By On October 29th, 2014

Psychotherapy Options For Bipolar Disorder Are Equally Effective In Most Patients

A new study published in Bipolar Disorders suggests two unique psychotherapy options for bipolar disorder are equally effective in reducing symptomology in adolescents and young adults.

Interpersonal and social rhythm therapy (IPSRT) and specialist supportive care (SCC) reduced depressive and manic symptoms as well as improving social functioning over the span of 6 to 18 months when combined with pharmacotherapy, according to Maree Inder and co-authors from the University of Otago, New Zealand.

According to Medwire News, the team of researchers randomly assigned 100 patients between the ages of 15 and 36 with bipolar I disorder, bipolar II disorder, or non-specified bipolar disorder to receive up to 18 months of treatment with IPSRT along with psychopharmacological treatment.

The team says that IPSRT “combines interpersonal psychotherapy with a focus on social rhythms or routines in a patient’s life” and is based on “the links between mood symptoms and the quality of interpersonal relationships and social roles and the importance of maintaining daily routines.”

In contrast, SSC does not put an emphasis on a systematic exploration of interpersonal issues or sleep and activity patterns, but it instead patient-led and focuses on combining supportive psychotherapy with psychoeducation.

This notably goes against most predictions which suggested tha SSC would be superior to IPSRT in decreasing symptoms or social functioning. The researchers instead found both therapies are equally effective within similar time periods.
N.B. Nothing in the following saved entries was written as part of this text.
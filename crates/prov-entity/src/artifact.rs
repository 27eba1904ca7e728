//! Artifact records
//!
//! An artifact is any trackable physical or digital item moving through the
//! pipeline: a biosample swab, a tube, a prepared library, a sequencing read
//! set, a file on disk. Concrete kinds share one record shape with a
//! [`ArtifactKind`] discriminator; per-kind behavior lives in the descriptor
//! table and is dispatched by exhaustive matching, not subclassing.

use crate::ids::{ArtifactId, GroupId, ProcessId};
use crate::kind::KindDescriptor;
use serde::{Deserialize, Serialize};
use std::collections::BTreeSet;

/// Concrete artifact kinds
#[derive(Debug, Clone, Copy, PartialEq, Eq, Hash, Serialize, Deserialize)]
pub enum ArtifactKind {
    /// Collected biological sample
    Biosample,
    /// Physical container holding a sample
    Tube,
    /// Prepared sequencing library
    Library,
    /// Output of a sequencing run
    SequencingRead,
    /// Digital file produced by a pipeline stage
    DigitalFile,
}

impl ArtifactKind {
    /// Descriptor for this kind
    #[must_use]
    pub fn descriptor(&self) -> KindDescriptor {
        match self {
            Self::Biosample => KindDescriptor::new("biosample", "Biosample"),
            Self::Tube => KindDescriptor::new("tube", "Sample Tube"),
            Self::Library => KindDescriptor::new("library", "Sequencing Library"),
            Self::SequencingRead => KindDescriptor::new("sequencing_read", "Read Set"),
            Self::DigitalFile => KindDescriptor::new("digital_file", "Digital File"),
        }
    }

    /// Stable lowercase code for serialization and display
    #[inline]
    #[must_use]
    pub fn as_str(&self) -> &'static str {
        self.descriptor().code
    }
}

/// A trackable physical or digital item
///
/// # Invariants
/// - `created`, when set, names the process that produced this artifact
/// - `root_artifact`, when set, names the origin of a derivative chain; the
///   root's quarantine flag governs the whole chain
/// - `tags` is non-hierarchical labeling, distinct from `primary_group`
#[derive(Debug, Clone, PartialEq, Serialize, Deserialize)]
pub struct Artifact {
    /// Unique identifier
    pub id: ArtifactId,
    /// Kind discriminator
    pub kind: ArtifactKind,
    /// Display name (sample id, barcode, file name)
    pub name: String,
    /// Process that produced this artifact, if recorded
    pub created: Option<ProcessId>,
    /// Group this artifact primarily belongs to
    pub primary_group: Option<GroupId>,
    /// Tag groups labeling this artifact
    pub tags: BTreeSet<GroupId>,
    /// Whether this artifact is quarantined
    pub quarantined: bool,
    /// Origin artifact of a derivative chain
    pub root_artifact: Option<ArtifactId>,
}

impl Artifact {
    /// Create a new artifact with a fresh id
    #[must_use]
    pub fn new(kind: ArtifactKind, name: impl Into<String>) -> Self {
        Self {
            id: ArtifactId::new(),
            kind,
            name: name.into(),
            created: None,
            primary_group: None,
            tags: BTreeSet::new(),
            quarantined: false,
            root_artifact: None,
        }
    }

    /// Record the producing process
    #[inline]
    #[must_use]
    pub fn created_by(mut self, process: ProcessId) -> Self {
        self.created = Some(process);
        self
    }

    /// Place the artifact in a primary group
    #[inline]
    #[must_use]
    pub fn in_group(mut self, group: GroupId) -> Self {
        self.primary_group = Some(group);
        self
    }

    /// Label the artifact with a tag group
    #[inline]
    #[must_use]
    pub fn tagged(mut self, group: GroupId) -> Self {
        self.tags.insert(group);
        self
    }

    /// Mark this artifact as derived from `root`
    #[inline]
    #[must_use]
    pub fn derived_from(mut self, root: ArtifactId) -> Self {
        self.root_artifact = Some(root);
        self
    }
}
The study also found no impact of lifetime or current Axis I comorbidity or age at study entry, but those with comorbid substance abuse assigned to SSC showed greater improvement than those assigned to IPSRT. The researchers believe this may be because “the patient-directed supportive approach of SSC may have allowed patients with current SUD to focus on issues more relevant to their context rather than fitting in with the IPSRT framework.”